## Task goal
Scan the entries below and extract each line with the word "Same" in it.

*** Data records ***

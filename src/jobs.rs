//! Training-job operations: reads through the cache, writes with declared
//! invalidation, and continuous watches.
//!
//! This is the surface the presentation layer talks to. Reads (`list`, `get`,
//! `logs`) resolve through the [`QueryRunner`] so repeated calls hit the
//! cache; writes go through the [`MutationRunner`] with the invalidation
//! lists below; `estimate_cost` is a pure server calculation and touches
//! nothing.
//!
//! | operation      | endpoint                              | invalidates            |
//! |----------------|---------------------------------------|------------------------|
//! | `create`       | `POST /training-jobs`                 | jobs (on success)      |
//! | `update`       | `PATCH /training-jobs/{id}`           | jobs, job (on success) |
//! | `start`        | `POST /training-jobs/{id}/start`      | jobs, job (always)     |
//! | `pause`        | `POST /training-jobs/{id}/pause`      | jobs, job (always)     |
//! | `stop`         | `POST /training-jobs/{id}/stop`       | jobs, job (always)     |
//! | `upload_files` | `POST /training-jobs/{id}/files`      | job files (on success) |

use crate::cache::{CacheEntry, CacheStore};
use crate::error::{KilnLinkError, Result};
use crate::keys;
use crate::models::{
    CostEstimate, CreateJobRequest, EstimateRequest, JobLogs, TrainingJob, UpdateJobRequest,
    UploadFile, UploadResponse,
};
use crate::mutation::MutationRunner;
use crate::query::{fetch_fn, FetchFn, QueryOptions, QueryRunner};
use crate::transport::{ApiRequest, ApiTransport};
use crate::watch::QueryWatch;
use log::debug;
use serde::de::DeserializeOwned;
use std::sync::Arc;

/// Poll cadence for live training logs, in milliseconds.
pub const DEFAULT_LOG_POLL_INTERVAL_MS: u64 = 2000;

/// Job-control API bound to one client's cache and transport.
///
/// Cloning is cheap; clones share the cache, so a mutation through one clone
/// invalidates watches created through another.
#[derive(Clone)]
pub struct JobsApi {
    transport: Arc<dyn ApiTransport>,
    runner: QueryRunner,
    mutations: MutationRunner,
}

impl JobsApi {
    pub(crate) fn new(
        transport: Arc<dyn ApiTransport>,
        runner: QueryRunner,
        mutations: MutationRunner,
    ) -> Self {
        Self {
            transport,
            runner,
            mutations,
        }
    }

    /// The cache backing this API.
    pub fn cache(&self) -> &CacheStore {
        self.runner.cache()
    }

    // ── Reads ────────────────────────────────────────────────────────────

    /// List all training jobs. Served from cache while fresh.
    pub async fn list(&self) -> Result<Vec<TrainingJob>> {
        let entry = self
            .runner
            .query(
                &keys::jobs(),
                self.fetch_for(ApiRequest::get("/training-jobs")),
                &QueryOptions::default(),
            )
            .await?;
        decode_entry(entry)
    }

    /// Fetch one job by id. Served from cache while fresh.
    pub async fn get(&self, id: i64) -> Result<TrainingJob> {
        let entry = self
            .runner
            .query(
                &keys::job(id),
                self.fetch_for(ApiRequest::get(format!("/training-jobs/{}", id))),
                &QueryOptions::default(),
            )
            .await?;
        decode_entry(entry)
    }

    /// Fetch the training logs for one job. Served from cache while fresh;
    /// use [`watch_logs`](Self::watch_logs) for a live tail.
    pub async fn logs(&self, id: i64) -> Result<JobLogs> {
        let entry = self
            .runner
            .query(
                &keys::job_logs(id),
                self.fetch_for(ApiRequest::get(format!("/training-jobs/{}/logs", id))),
                &QueryOptions::default(),
            )
            .await?;
        decode_entry(entry)
    }

    // ── Watches ──────────────────────────────────────────────────────────

    /// Watch the job list: snapshots arrive after every fetch, mutation
    /// invalidation, or direct cache write.
    pub async fn watch_jobs(&self) -> QueryWatch {
        self.runner
            .watch(
                &keys::jobs(),
                self.fetch_for(ApiRequest::get("/training-jobs")),
                QueryOptions::default(),
            )
            .await
    }

    /// Watch one job.
    pub async fn watch_job(&self, id: i64) -> QueryWatch {
        self.runner
            .watch(
                &keys::job(id),
                self.fetch_for(ApiRequest::get(format!("/training-jobs/{}", id))),
                QueryOptions::default(),
            )
            .await
    }

    /// Watch a job's logs, polling every
    /// [`DEFAULT_LOG_POLL_INTERVAL_MS`] milliseconds until closed.
    pub async fn watch_logs(&self, id: i64) -> QueryWatch {
        self.watch_logs_with_interval(id, DEFAULT_LOG_POLL_INTERVAL_MS).await
    }

    /// Watch a job's logs on a custom poll cadence.
    pub async fn watch_logs_with_interval(&self, id: i64, interval_ms: u64) -> QueryWatch {
        self.runner
            .watch(
                &keys::job_logs(id),
                self.fetch_for(ApiRequest::get(format!("/training-jobs/{}/logs", id))),
                QueryOptions::new().with_poll_interval_ms(interval_ms),
            )
            .await
    }

    // ── Mutations ────────────────────────────────────────────────────────

    /// Create a training job. Invalidates the job list on success.
    pub async fn create(&self, request: CreateJobRequest) -> Result<TrainingJob> {
        debug!("[LINK_JOBS] Creating job: name={}", request.name);
        let body = serde_json::to_value(&request)?;
        let transport = Arc::clone(&self.transport);
        let value = self
            .mutations
            .run(
                async move {
                    transport
                        .execute(ApiRequest::post("/training-jobs").with_body(body))
                        .await
                },
                &[keys::jobs()],
            )
            .await?;
        Ok(serde_json::from_value(value)?)
    }

    /// Update a job's configuration. Invalidates the job list and the job
    /// itself on success.
    pub async fn update(&self, id: i64, patch: UpdateJobRequest) -> Result<TrainingJob> {
        debug!("[LINK_JOBS] Updating job {}", id);
        let body = serde_json::to_value(&patch)?;
        let transport = Arc::clone(&self.transport);
        let value = self
            .mutations
            .run(
                async move {
                    transport
                        .execute(
                            ApiRequest::patch(format!("/training-jobs/{}", id)).with_body(body),
                        )
                        .await
                },
                &[keys::jobs(), keys::job(id)],
            )
            .await?;
        Ok(serde_json::from_value(value)?)
    }

    /// Ask the server to start the job.
    ///
    /// The transition is server-authoritative: the server may refuse (wrong
    /// state) and its error is surfaced verbatim. The job list and the job
    /// are invalidated regardless of outcome so the cache reconciles with
    /// whatever the server decided.
    pub async fn start(&self, id: i64) -> Result<TrainingJob> {
        self.transition(id, "start").await
    }

    /// Ask the server to pause the job. Same reconciling policy as
    /// [`start`](Self::start).
    pub async fn pause(&self, id: i64) -> Result<TrainingJob> {
        self.transition(id, "pause").await
    }

    /// Ask the server to stop the job. Same reconciling policy as
    /// [`start`](Self::start).
    pub async fn stop(&self, id: i64) -> Result<TrainingJob> {
        self.transition(id, "stop").await
    }

    async fn transition(&self, id: i64, action: &str) -> Result<TrainingJob> {
        debug!("[LINK_JOBS] Requesting {} for job {}", action, id);
        let transport = Arc::clone(&self.transport);
        let path = format!("/training-jobs/{}/{}", id, action);
        let value = self
            .mutations
            .run_reconciling(
                async move { transport.execute(ApiRequest::post(path)).await },
                &[keys::jobs(), keys::job(id)],
            )
            .await?;
        Ok(serde_json::from_value(value)?)
    }

    /// Upload dataset files for a job as one multipart request, preserving
    /// original bytes and names.
    ///
    /// Invalidates the job's file listing on success. On rejection the
    /// error is an `UploadError` carrying the server's status text, and the
    /// cached file listing stays untouched.
    pub async fn upload_files(&self, id: i64, files: Vec<UploadFile>) -> Result<UploadResponse> {
        let total_bytes: usize = files.iter().map(|file| file.size()).sum();
        debug!(
            "[LINK_UPLOAD] Uploading {} file(s), {} bytes total, for job {}",
            files.len(),
            total_bytes,
            id
        );

        let transport = Arc::clone(&self.transport);
        let path = format!("/training-jobs/{}/files", id);
        let result = self
            .mutations
            .run(
                async move {
                    transport
                        .execute(ApiRequest::post_multipart(path, files))
                        .await
                },
                &[keys::job_files(id)],
            )
            .await;

        match result {
            Ok(value) => Ok(serde_json::from_value(value)?),
            Err(KilnLinkError::ServerError {
                status_code,
                message,
            }) => Err(KilnLinkError::UploadError(format!(
                "Upload rejected ({}): {}",
                status_code, message
            ))),
            Err(error) => Err(error),
        }
    }

    /// Estimate the cost of a training configuration.
    ///
    /// Pure calculation on the server: no job is created and no cached data
    /// is read or invalidated.
    pub async fn estimate_cost(&self, request: EstimateRequest) -> Result<CostEstimate> {
        debug!("[LINK_JOBS] Estimating cost: base_model={}", request.base_model);
        let body = serde_json::to_value(&request)?;
        let value = self
            .transport
            .execute(ApiRequest::post("/estimate").with_body(body))
            .await?;
        Ok(serde_json::from_value(value)?)
    }

    fn fetch_for(&self, request: ApiRequest) -> FetchFn {
        let transport = Arc::clone(&self.transport);
        fetch_fn(move || {
            let transport = Arc::clone(&transport);
            let request = request.clone();
            async move { transport.execute(request).await }
        })
    }
}

fn decode_entry<T: DeserializeOwned>(entry: CacheEntry) -> Result<T> {
    entry.decode::<T>()?.ok_or_else(|| {
        KilnLinkError::InternalError("Query resolved without a value".to_string())
    })
}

***

## Exercise output
    /// Ask the server to pause the job. Same reconciling policy as
    /// Ask the server to stop the job. Same reconciling policy as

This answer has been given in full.